Berbekal pengalaman tersebut, Arip Hidayat selaku pimpinan produksi menunjuk Endro Setiana mahasiswa Prodi PBSI Fakultas Keguruan dan Ilmu Pendidikan (FKIP) tingkat tiga (3) untuk menjadi pengaransemen musik dan memilih puisi untuk dilombakan. “Puisi Berjudul Selalim Apa Engkau dari antologi puisi Puisi-puisi yang Melepuh di Mataku”, Endro kemudian membentuk tim pemusik dan melakukan analisis puisi untuk memperdalam makna dan pemahaman terkait puisi yang dipilih,” ujarnya.

Masih menurutnya, ada hal unik saat menemui Endro Setiana, keinginan ia dalam analisis dan menggali banyak hal dari musik begitu besar. “Untuk lomba pertama Endro mengemukakan meminta izin ke saya (Pak Arip) untuk berangkat ke Palestina agar saya bisa merasakan bagaimana pedihnya puisi yang dipilih. Namun hal itu ditahan, proses musikalilisasi harus segera digarap dan Endro harus mencari jalan lain dalam analisis, dan itu Endro dapatkan dari kenyataan dijalanan dari mereka yang lapar dan sedikit dari video,” tuturnya.

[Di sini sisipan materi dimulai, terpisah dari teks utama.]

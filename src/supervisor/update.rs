use serde::{Deserialize, Serialize};
use std::fmt::Display;
use std::ops::Deref;
use std::time::Duration;
use thiserror::Error;

const PROCESS_ID_MAX_LENGTH: usize = 200;

/// Default grace period granted to a terminating process.
pub const DEFAULT_GRACE_PERIOD: Duration = Duration::from_secs(30);

#[derive(Debug, Deserialize, Serialize, PartialEq, Clone, Hash, Eq, PartialOrd, Ord)]
#[serde(try_from = "String")]
/// ProcessID is the unique identifier of a managed process within one
/// supervisor instance. Identity is the key alone; no numeric ids exist and
/// keys are never reused while a record for them is live.
///
/// Keys either come straight from the controller or are derived by the
/// isolation layer (`shared:...`, `ns:...`, `session:...`), so colons and
/// dots are allowed on top of the usual label characters.
pub struct ProcessId(String);

#[derive(Error, Debug, PartialEq)]
pub enum ProcessIdError {
    #[error(
        "process id must be non-empty, contain at most {PROCESS_ID_MAX_LENGTH} characters and \
         consist of alphanumerics, '-', '_', '.' or ':'"
    )]
    InvalidFormat,
}

impl ProcessId {
    pub fn new(s: &str) -> Result<Self, ProcessIdError> {
        Self::try_from(s.to_string())
    }

    pub fn get(&self) -> String {
        String::from(&self.0)
    }

    fn is_valid_format(s: &str) -> bool {
        !s.is_empty()
            && s.len() <= PROCESS_ID_MAX_LENGTH
            && s.chars()
                .all(|c| c.is_ascii_alphanumeric() || matches!(c, '-' | '_' | '.' | ':'))
    }
}

impl TryFrom<String> for ProcessId {
    type Error = ProcessIdError;

    fn try_from(s: String) -> Result<Self, Self::Error> {
        if ProcessId::is_valid_format(&s) {
            Ok(ProcessId(s))
        } else {
            Err(ProcessIdError::InvalidFormat)
        }
    }
}

impl Deref for ProcessId {
    type Target = str;

    fn deref(&self) -> &Self::Target {
        &self.0
    }
}

impl Display for ProcessId {
    fn fmt(&self, f: &mut std::fmt::Formatter<'_>) -> std::fmt::Result {
        write!(f, "{}", self.0.as_str())
    }
}

/// Category of a managed process. One variant per process kind the launcher
/// advertises as a capability; the supervisor itself never branches on it.
#[derive(Debug, Deserialize, Serialize, PartialEq, Eq, Clone, Copy, Hash)]
#[serde(rename_all = "lowercase")]
pub enum ProcessCategory {
    Pattern,
    Proxy,
    Backend,
    Utility,
}

impl Display for ProcessCategory {
    fn fmt(&self, f: &mut std::fmt::Formatter<'_>) -> std::fmt::Result {
        let s = match self {
            ProcessCategory::Pattern => "pattern",
            ProcessCategory::Proxy => "proxy",
            ProcessCategory::Backend => "backend",
            ProcessCategory::Utility => "utility",
        };
        write!(f, "{s}")
    }
}

/// Configuration handed to the syncer verbatim.
///
/// The payload is deliberately opaque to the supervisor: it is carried, never
/// introspected. The launcher reads `category` (capability checks) and
/// `address` (launch replies); everything else is the syncer's business.
#[derive(Debug, Deserialize, Serialize, PartialEq, Clone)]
pub struct ProcessConfig {
    pub category: ProcessCategory,
    #[serde(default, skip_serializing_if = "Option::is_none")]
    pub address: Option<String>,
    #[serde(default)]
    pub payload: serde_yaml::Value,
}

impl ProcessConfig {
    pub fn new(category: ProcessCategory) -> Self {
        Self {
            category,
            address: None,
            payload: serde_yaml::Value::Null,
        }
    }

    pub fn with_address(self, address: impl Into<String>) -> Self {
        Self {
            address: Some(address.into()),
            ..self
        }
    }

    pub fn with_payload(self, payload: serde_yaml::Value) -> Self {
        Self { payload, ..self }
    }
}

/// Kind of change requested for a managed process.
#[derive(Debug, Deserialize, Serialize, PartialEq, Eq, Clone, Copy)]
#[serde(rename_all = "lowercase")]
pub enum UpdateType {
    Create,
    Update,
    Terminate,
    Kill,
}

impl UpdateType {
    /// True for the update kinds that ask the process to stop.
    pub fn is_stop(&self) -> bool {
        matches!(self, UpdateType::Terminate | UpdateType::Kill)
    }
}

/// Options accompanying a terminate request.
#[derive(Debug, PartialEq, Clone, Copy)]
pub struct TerminateOptions {
    pub grace_period: Duration,
}

impl TerminateOptions {
    pub fn with_grace(grace_period: Duration) -> Self {
        Self { grace_period }
    }

    /// Zero grace: stop immediately.
    pub fn kill() -> Self {
        Self {
            grace_period: Duration::ZERO,
        }
    }
}

impl Default for TerminateOptions {
    fn default() -> Self {
        Self {
            grace_period: DEFAULT_GRACE_PERIOD,
        }
    }
}

/// A single change request for one managed process, as delivered to the
/// supervisor and forwarded to the owning worker's inbox.
#[derive(Debug, PartialEq, Clone)]
pub struct ProcessUpdate {
    pub id: ProcessId,
    pub update_type: UpdateType,
    pub config: ProcessConfig,
    pub terminate_options: Option<TerminateOptions>,
}

impl ProcessUpdate {
    pub fn create(id: ProcessId, config: ProcessConfig) -> Self {
        Self {
            id,
            update_type: UpdateType::Create,
            config,
            terminate_options: None,
        }
    }

    pub fn update(id: ProcessId, config: ProcessConfig) -> Self {
        Self {
            id,
            update_type: UpdateType::Update,
            config,
            terminate_options: None,
        }
    }

    pub fn terminate(id: ProcessId, config: ProcessConfig, options: TerminateOptions) -> Self {
        let update_type = if options.grace_period.is_zero() {
            UpdateType::Kill
        } else {
            UpdateType::Terminate
        };
        Self {
            id,
            update_type,
            config,
            terminate_options: Some(options),
        }
    }

    /// Grace period for stop updates, falling back to the default.
    pub fn grace_period(&self) -> Duration {
        match self.update_type {
            UpdateType::Kill => Duration::ZERO,
            _ => self
                .terminate_options
                .map(|opts| opts.grace_period)
                .unwrap_or(DEFAULT_GRACE_PERIOD),
        }
    }
}
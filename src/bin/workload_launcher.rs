use clap::Parser;
use std::path::PathBuf;
use std::sync::Arc;
use tracing::{error, info};
use workload_launcher::launcher::config::load_config;
use workload_launcher::launcher::defaults::{EXIT_MISCONFIGURED, LAUNCHER_VERSION};
use workload_launcher::launcher::error::exit_code;
use workload_launcher::launcher::run::{init_logging, Application};
use workload_launcher::syncer::inert::InertSyncer;

/// Supervisor and network launcher for managed data-plane workloads.
#[derive(Debug, Parser)]
#[command(version = LAUNCHER_VERSION, about)]
struct Args {
    /// Path to the launcher configuration file (YAML). `WL_*` environment
    /// variables override individual keys.
    #[arg(short, long)]
    config: Option<PathBuf>,
}

fn main() {
    let args = Args::parse();

    let config = match load_config(args.config.as_deref()) {
        Ok(config) => config,
        Err(err) => {
            eprintln!("invalid configuration: {err}");
            std::process::exit(EXIT_MISCONFIGURED);
        }
    };
    init_logging(&config.log);
    info!(version = LAUNCHER_VERSION, "workload launcher starting");

    // The built-in syncer realizes processes as logical role bindings;
    // deployments supervising real children embed the library and plug in
    // their own syncer.
    let result =
        Application::new(config, Arc::new(InertSyncer::new())).and_then(Application::run);

    match &result {
        Ok(()) => info!("clean shutdown"),
        Err(err) => error!(error = %err, "launcher exited with an error"),
    }
    std::process::exit(exit_code(&result));
}
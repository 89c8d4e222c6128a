use crate::context::CancelContext;
use crate::event::channel::EventConsumer;
use crate::event::{ApplicationEvent, ControllerEvent};
use crate::launcher::error::LauncherError;
use crate::launcher::uptime::{UptimeReportConfig, UptimeReporter};
use crate::supervisor::update::{ProcessUpdate, TerminateOptions};
use crate::supervisor::ProcessManager;
use crossbeam::channel::never;
use crossbeam::select;
use std::sync::Arc;
use std::time::Duration;
use tracing::{debug, info, warn};

/// The launcher run loop: translates controller events into supervisor
/// calls and drives the supervisor through shutdown when the application
/// asks to stop.
pub struct Launcher {
    supervisor: Arc<ProcessManager>,
    controller_consumer: Option<EventConsumer<ControllerEvent>>,
    application_consumer: EventConsumer<ApplicationEvent>,
    uptime_report: UptimeReportConfig,
    shutdown_grace: Duration,
}

impl Launcher {
    pub fn new(
        supervisor: Arc<ProcessManager>,
        controller_consumer: Option<EventConsumer<ControllerEvent>>,
        application_consumer: EventConsumer<ApplicationEvent>,
        uptime_report: UptimeReportConfig,
        shutdown_grace: Duration,
    ) -> Self {
        Self {
            supervisor,
            controller_consumer,
            application_consumer,
            uptime_report,
            shutdown_grace,
        }
    }

    /// Blocks until a stop is requested, then shuts the supervisor down
    /// within the configured grace.
    pub fn run(self) -> Result<(), LauncherError> {
        info!("launcher runtime started");

        // A channel that never delivers stands in when the controller is
        // disabled or its threads have gone away, so the select below needs
        // no special cases.
        let never_receive = EventConsumer::from(never());
        let mut controller_receiver = self.controller_consumer.as_ref().unwrap_or(&never_receive);

        let (uptime_reporter, uptime_ticker) =
            UptimeReporter::new_with_ticker(&self.uptime_report, None);

        loop {
            select! {
                recv(controller_receiver.as_ref()) -> event => match event {
                    Ok(event) => self.handle_controller_event(event),
                    Err(_) => {
                        // Controller threads are gone; keep serving local
                        // callers and stop polling this arm.
                        debug!("controller event channel closed");
                        controller_receiver = &never_receive;
                    }
                },
                recv(self.application_consumer.as_ref()) -> event => {
                    match event {
                        Ok(ApplicationEvent::StopRequested) => info!("stop requested"),
                        Err(_) => debug!("application event channel closed"),
                    }
                    break;
                },
                recv(uptime_ticker) -> _ => { let _ = uptime_reporter.report(); },
            }
        }

        let ctx = CancelContext::new().with_timeout(self.shutdown_grace);
        self.supervisor.shutdown(&ctx)?;
        info!("launcher runtime finished");
        Ok(())
    }

    fn handle_controller_event(&self, event: ControllerEvent) {
        match event {
            ControllerEvent::Registered => debug!("controller registration confirmed"),
            ControllerEvent::ConnectFailed(error) => {
                debug!(error = %error, "controller connection failed")
            }
            ControllerEvent::AssignmentReceived(assignment) => {
                let id = assignment.process_id.clone();
                let update = ProcessUpdate::create(id.clone(), assignment.into_process_config());
                let _ = self
                    .supervisor
                    .update_process(update)
                    .inspect_err(|err| warn!(%id, error = %err, "applying assignment failed"));
            }
            ControllerEvent::RevocationReceived(revocation) => {
                let grace = Duration::from_secs(revocation.grace_seconds);
                let _ = self
                    .supervisor
                    .terminate(&revocation.process_id, TerminateOptions::with_grace(grace))
                    .inspect_err(|err| {
                        // Revocations are idempotent at the key level; an
                        // unknown key just means there is nothing to stop.
                        warn!(id = %revocation.process_id, error = %err, "revocation had no effect")
                    });
            }
        }
    }
}
//! Helpers to build a reqwest blocking client and classify its failures.

use reqwest::blocking::Client;
use reqwest::Error as ReqwestError;
use reqwest::StatusCode;
use serde::de::DeserializeOwned;
use serde::Serialize;
use std::time::Duration;
use url::Url;

const DEFAULT_TIMEOUT: Duration = Duration::from_secs(10);
const DEFAULT_CONN_TIMEOUT: Duration = Duration::from_secs(5);

#[derive(Debug, Clone, PartialEq)]
pub struct HttpConfig {
    pub timeout: Duration,
    pub conn_timeout: Duration,
}

impl Default for HttpConfig {
    fn default() -> Self {
        Self {
            timeout: DEFAULT_TIMEOUT,
            conn_timeout: DEFAULT_CONN_TIMEOUT,
        }
    }
}

#[derive(Debug, Clone)]
pub struct HttpClient {
    client: Client,
}

#[derive(thiserror::Error, Debug)]
pub enum HttpBuildError {
    #[error("building http client: {0}")]
    ClientBuilder(String),
}

#[derive(thiserror::Error, Debug)]
pub enum HttpResponseError {
    /// A response arrived but carried a non-success status code.
    #[error("unsuccessful response: {status_code} - body: {body}")]
    UnsuccessfulResponse { status_code: StatusCode, body: String },

    #[error("could not decode response body: {0}")]
    DecodingResponse(String),

    #[error(
        "connection error: could not connect to the host. this is often caused by a \
         firewall, proxy, or network routing issue. original error: {0}"
    )]
    ConnectError(#[source] ReqwestError),

    #[error("timeout error: the request timed out. original error: {0}")]
    TimeoutError(#[source] ReqwestError),

    #[error(
        "dns resolution error: could not resolve the host. please check your dns \
         configuration. original error: {0}"
    )]
    DnsError(#[source] ReqwestError),

    #[error("generic transport error: {0}")]
    GenericTransportError(#[source] ReqwestError),
}

impl HttpResponseError {
    /// True for failures where the remote side could not be reached at all.
    pub fn is_unreachable(&self) -> bool {
        matches!(
            self,
            HttpResponseError::ConnectError(_)
                | HttpResponseError::TimeoutError(_)
                | HttpResponseError::DnsError(_)
                | HttpResponseError::GenericTransportError(_)
        )
    }
}

impl HttpClient {
    /// Builds a reqwest blocking client according to the provided configuration.
    pub fn new(config: HttpConfig) -> Result<Self, HttpBuildError> {
        let client = Client::builder()
            .timeout(config.timeout)
            .connect_timeout(config.conn_timeout)
            .build()
            .map_err(|err| HttpBuildError::ClientBuilder(err.to_string()))?;
        Ok(Self { client })
    }

    pub fn post_json<B: Serialize, T: DeserializeOwned>(
        &self,
        url: Url,
        body: &B,
    ) -> Result<T, HttpResponseError> {
        let response = self
            .client
            .post(url)
            .json(body)
            .send()
            .map_err(from_reqwest_error)?;
        decode_response(response)
    }

    pub fn get_json<T: DeserializeOwned>(&self, url: Url) -> Result<T, HttpResponseError> {
        let response = self.client.get(url).send().map_err(from_reqwest_error)?;
        decode_response(response)
    }
}

fn decode_response<T: DeserializeOwned>(
    response: reqwest::blocking::Response,
) -> Result<T, HttpResponseError> {
    let status_code = response.status();
    if !status_code.is_success() {
        let body = response.text().unwrap_or_default();
        return Err(HttpResponseError::UnsuccessfulResponse { status_code, body });
    }
    response
        .json()
        .map_err(|err| HttpResponseError::DecodingResponse(err.to_string()))
}

fn from_reqwest_error(e: ReqwestError) -> HttpResponseError {
    if e.is_connect() {
        HttpResponseError::ConnectError(e)
    } else if e.is_timeout() {
        HttpResponseError::TimeoutError(e)
    } else if (e.is_builder() || e.is_request()) && e.to_string().to_lowercase().contains("dns") {
        HttpResponseError::DnsError(e)
    } else {
        HttpResponseError::GenericTransportError(e)
    }
}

Dalam proses aransemen musik puisi Selalim Apa Engkau ini endro juga teliti dan memiliki cara unik dalam memandang musik. Endro melihat musik harus keluar dengan sendirinya dan menciptakan harmoni, bukan hanya ketukan yang mengisi sebuah irama. “Terlebih dari segi vokalis dalam pengucapan bunyinya harus natural dan merasakan kedalaman makna apa yang ia ucapkan dalam nada. Seperti pengucapan laillahailallah yang harus membuat Faiz sebagai vokalis berulangkali bertemu ustad untuk mendalami satu makna saja,” ujarnya.

Dari proses analisis sampai aransemen musik mereka membutuhkan waktu satu bulan setengah untuk menemukan padanan musik dan kemudian direkam secara digital. Dalam proses rekamanpun sempat beberapa kali diulang karena menurut Endro masih ada beberapa komposisi musik yang harus ditambahkan sampai akhirnya dua Minggu sebelum batas pengumpulan musik selesai.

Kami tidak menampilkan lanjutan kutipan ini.